◆ EXERCISE
Please reproduce all of the entries exactly, without omitting any.

◆ EXERCISE INPUT
--*--

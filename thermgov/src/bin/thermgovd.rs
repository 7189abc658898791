//! Thermal governor daemon.
//!
//! Reads its settings from the environment (see [`DaemonConfig`]), starts
//! the control loop and the HTTP API, and runs until SIGINT or SIGTERM.
//! The CPU frequency ceiling is handed back before exiting.

use anyhow::Result;
use tokio::signal::unix::{SignalKind, signal};
use tokio_util::sync::CancellationToken;

use thermgov::api::{self, SharedState};
use thermgov::backend::{Backend, BackendKind, sim::SimHandle, sysfs};
use thermgov::config::DaemonConfig;
use thermgov::thermal::{Governor, Poller};
use thermgov::tracing::{self, prelude::*};

const SIM_CORES: usize = 4;

#[tokio::main]
async fn main() -> Result<()> {
    tracing::init_journald_or_stdout();

    let config = DaemonConfig::from_env()?;
    let thermal = config.load_thermal_config()?;
    info!(
        backend = %config.backend,
        sensor_id = thermal.sensor_id,
        poll_ms = thermal.poll_ms,
        shutdown_temp_c = thermal.shutdown_temp_c,
        "Starting thermgovd"
    );

    let backend = match config.backend {
        BackendKind::Sysfs => sysfs::backend(&config.sysfs_root, config.shutdown_grace)?,
        BackendKind::Sim => sim_backend(),
    };

    let governor = Governor::new(thermal, backend)?;
    let (poller, handle) = Poller::new(governor);

    let shutdown = CancellationToken::new();
    let poller_task = tokio::spawn(poller.run(shutdown.clone()));
    let api_task = tokio::spawn(api::serve(
        config.api_addr,
        SharedState::new(handle),
        shutdown.clone(),
    ));

    let mut sigterm = signal(SignalKind::terminate())?;
    tokio::select! {
        _ = tokio::signal::ctrl_c() => info!("Received SIGINT"),
        _ = sigterm.recv() => info!("Received SIGTERM"),
    }

    shutdown.cancel();

    match api_task.await {
        Ok(Ok(())) => {}
        Ok(Err(e)) => error!(error = %e, "API server failed"),
        Err(e) => error!(error = %e, "API task panicked"),
    }
    if let Err(e) = poller_task.await {
        error!(error = %e, "Governor task panicked");
    }

    info!("thermgovd stopped");
    Ok(())
}

fn sim_backend() -> Backend {
    warn!(cores = SIM_CORES, "Using simulated hardware");
    SimHandle::new(SIM_CORES).backend()
}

--*--

◆ REPLY TO THE EXERCISE
filename thermgov/src/bin/thermgovd.rs
repository 7189abc658898791
//! Thermal governor daemon.
//!
//! Reads its settings from the environment (see [`DaemonConfig`]), starts
//! the control loop and the HTTP API, and runs until SIGINT or SIGTERM.
//! The CPU frequency ceiling is handed back before exiting.

use anyhow::Result;
use tokio::signal::unix::{SignalKind, signal};
use tokio_util::sync::CancellationToken;

use thermgov::api::{self, SharedState};
use thermgov::backend::{Backend, BackendKind, sim::SimHandle, sysfs};
use thermgov::config::DaemonConfig;
use thermgov::thermal::{Governor, Poller};
use thermgov::tracing::{self, prelude::*};

const SIM_CORES: usize = 4;

#[tokio::main]
async fn main() -> Result<()> {
    tracing::init_journald_or_stdout();

    let config = DaemonConfig::from_env()?;
    let thermal = config.load_thermal_config()?;
    info!(
        backend = %config.backend,
        sensor_id = thermal.sensor_id,
        poll_ms = thermal.poll_ms,
        shutdown_temp_c = thermal.shutdown_temp_c,
        "Starting thermgovd"
    );

    let backend = match config.backend {
        BackendKind::Sysfs => sysfs::backend(&config.sysfs_root, config.shutdown_grace)?,
        BackendKind::Sim => sim_backend(),
    };

    let governor = Governor::new(thermal, backend)?;
    let (poller, handle) = Poller::new(governor);

    let shutdown = CancellationToken::new();
    let poller_task = tokio::spawn(poller.run(shutdown.clone()));
    let api_task = tokio::spawn(api::serve(
        config.api_addr,
        SharedState::new(handle),
        shutdown.clone(),
    ));

    let mut sigterm = signal(SignalKind::terminate())?;
    tokio::select! {
        _ = tokio::signal::ctrl_c() => info!("Received SIGINT"),
        _ = sigterm.recv() => info!("Received SIGTERM"),
    }

    shutdown.cancel();

    match api_task.await {
        Ok(Ok(())) => {}
        Ok(Err(e)) => error!(error = %e, "API server failed"),
        Err(e) => error!(error = %e, "API task panicked"),
    }
    if let Err(e) = poller_task.await {
        error!(error = %e, "Governor task panicked");
    }

    info!("thermgovd stopped");
    Ok(())
}

fn sim_backend() -> Backend {
    warn!(cores = SIM_CORES, "Using simulated hardware");
    SimHandle::new(SIM_CORES).backend()
}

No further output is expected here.